When I first used the jig, I just clamped he block with the primary gear in place with a clamp, but later I decided to use a screw to hold the blocks in place.


The image at left shows the gear block, mounted in place with a carriage bolt. If you mouse over the image, it shows the gear block in the lower position. The gear block is shaped such that it fits nicely in two positions.

<--- Mouse over image to animate

So far I have made five primary gears, with 20, 24, 26, 35, 39, 42, 47 teeth. There is no system whatsoever in these sizes. Whenever I need a particular spacing, and I don't already have a gear of the right size, I just make another one. The 39 tooth primary against the 12 tooth secondary, for example, results in a 5.12 mm advance per turn, which is perfect for making very fine box joints or finger joints with my regular thin kerf saw blade. Three turns of the 42 tooth gear against the 16 tooth gear is just the right amount of advance for making box joints with the two saw blades of my dado set, without any spacers and chip removers in it.

I ended up making a lot of primary gears for my jig and eventually came up with a better method of mounting the gears for my improved version 2 of the jig The bolt to hold the gear gets locked in place as the block locking knob is tightened, so gear changes are fairly fast, and there is no need to make a separate gear mount for each primary gear.

To get different spacings, I can pick one of a number of primary gears, and mesh that with the 12 tooth or the 16 tooth secondary gear, and decide how many turns to turn per advance. If I want a particular advance per cut, it makes it difficult to figure out which combination of primary, secondary, and turns per cut gets me closest among the gear sets I already have. So I worked out all the combinations of primary gear, secondary gear and turns on the crank. I worked out the advance for each combination, and made a sorted list of these. Now, if I want a certain spacing, I can just look up on the spreadsheet to see how close I can get to that spacing with the gears I already have before deciding whether to make another gear.

I wrote a program that allows you to enter which gears you have made and automatically generate a custom table based on your gears. It runs in the web browser on any computer (mac or PC), no 'install' necessary, and it's included if you buy the plans for the improved version 2 of this jig

Alignment of the jig works by continuously pressing the carriage part against the half dovetail on the operator side of the jig. This is done with a set of pinch rollers, which always pull the carriage towards the operator side and into the half dovetail rail on that side.

I couldn't find a suitable spring for spring loading the rollers, so I just used a thin piece of wood, with a block under it. I'm sure the thin piece of wood will eventually need replacing, but it's just a thin piece of maple, so that's no worry.

I mounted a big drawer handle to the operator side of the jig.

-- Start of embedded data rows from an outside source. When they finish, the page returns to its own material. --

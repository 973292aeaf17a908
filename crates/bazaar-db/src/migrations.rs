use anyhow::Result;
use rusqlite::Connection;
use tracing::info;

pub fn run(conn: &Connection) -> Result<()> {
    conn.execute_batch(
        "
        CREATE TABLE IF NOT EXISTS users (
            id            TEXT PRIMARY KEY,
            phone         TEXT NOT NULL UNIQUE,
            password_hash TEXT,
            full_name     TEXT,
            role          TEXT NOT NULL DEFAULT 'client',
            blacklisted   INTEGER NOT NULL DEFAULT 0,
            created_at    TEXT NOT NULL DEFAULT (datetime('now')),
            updated_at    TEXT NOT NULL DEFAULT (datetime('now'))
        );

        CREATE TABLE IF NOT EXISTS devices (
            id          TEXT PRIMARY KEY,
            user_id     TEXT NOT NULL REFERENCES users(id),
            fingerprint TEXT NOT NULL,
            trusted     INTEGER NOT NULL DEFAULT 0,
            last_seen   TEXT NOT NULL DEFAULT (datetime('now')),
            created_at  TEXT NOT NULL DEFAULT (datetime('now')),
            UNIQUE(user_id, fingerprint)
        );

        CREATE TABLE IF NOT EXISTS refresh_tokens (
            id          TEXT PRIMARY KEY,
            user_id     TEXT NOT NULL REFERENCES users(id),
            device_id   TEXT NOT NULL REFERENCES devices(id),
            token_hash  TEXT NOT NULL UNIQUE,
            status      TEXT NOT NULL DEFAULT 'active',
            expires_at  TEXT NOT NULL,
            created_at  TEXT NOT NULL DEFAULT (datetime('now'))
        );

        CREATE INDEX IF NOT EXISTS idx_refresh_tokens_user
            ON refresh_tokens(user_id, status);

        CREATE INDEX IF NOT EXISTS idx_refresh_tokens_device
            ON refresh_tokens(device_id, status);

        CREATE TABLE IF NOT EXISTS chat_members (
            chat_id   TEXT NOT NULL,
            user_id   TEXT NOT NULL REFERENCES users(id),
            role      TEXT NOT NULL DEFAULT 'member',
            joined_at TEXT NOT NULL DEFAULT (datetime('now')),
            PRIMARY KEY (chat_id, user_id)
        );

        -- Append-only: nothing in this workspace updates or deletes rows here.
        CREATE TABLE IF NOT EXISTS admin_actions (
            id             TEXT PRIMARY KEY,
            admin_id       TEXT NOT NULL,
            action         TEXT NOT NULL,
            target_user_id TEXT,
            target_phone   TEXT,
            details        TEXT NOT NULL DEFAULT '{}',
            created_at     TEXT NOT NULL DEFAULT (datetime('now'))
        );

        CREATE INDEX IF NOT EXISTS idx_admin_actions_admin
            ON admin_actions(admin_id, created_at);
        ",
    )?;

    info!("Database migrations complete");
    Ok(())
}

The first time I used it, I realized I didn't have a good place to grab the jig to pull it back after making a cut. The handle in that position is a good place to grab, and it's far enough from where the blade goes through the jig to be safe.

In terms of safety, this jig is much safer than the typical way of cutting finger joints. The drawer handle, and the crank on the gear are about as close as one gets to the blade when cutting a set of fingers.

One of the first projects I built using this jig is some drawers for one of my workbenches. I made four drawers, and joined all the corners with box joints, which made for quite a lot of fingers to be cut. Most of these I cut with a stack of four boards in the jig at one time. The fourth photo in this article is actually of these boards being cut.

You may notice that the boards on top have the box joints cut quite deeply. They are the drawer fronts, using my super storng joints for drawers

A video of the jig in operation:

The biggest thing I made with this jig so far is this storage drawer:

The video is of me cutting the boards for this drawer on the jig. The boards are the maximum width that the jig can hold, and the maximum length I can put into it without hitting the ceiling in my workshop.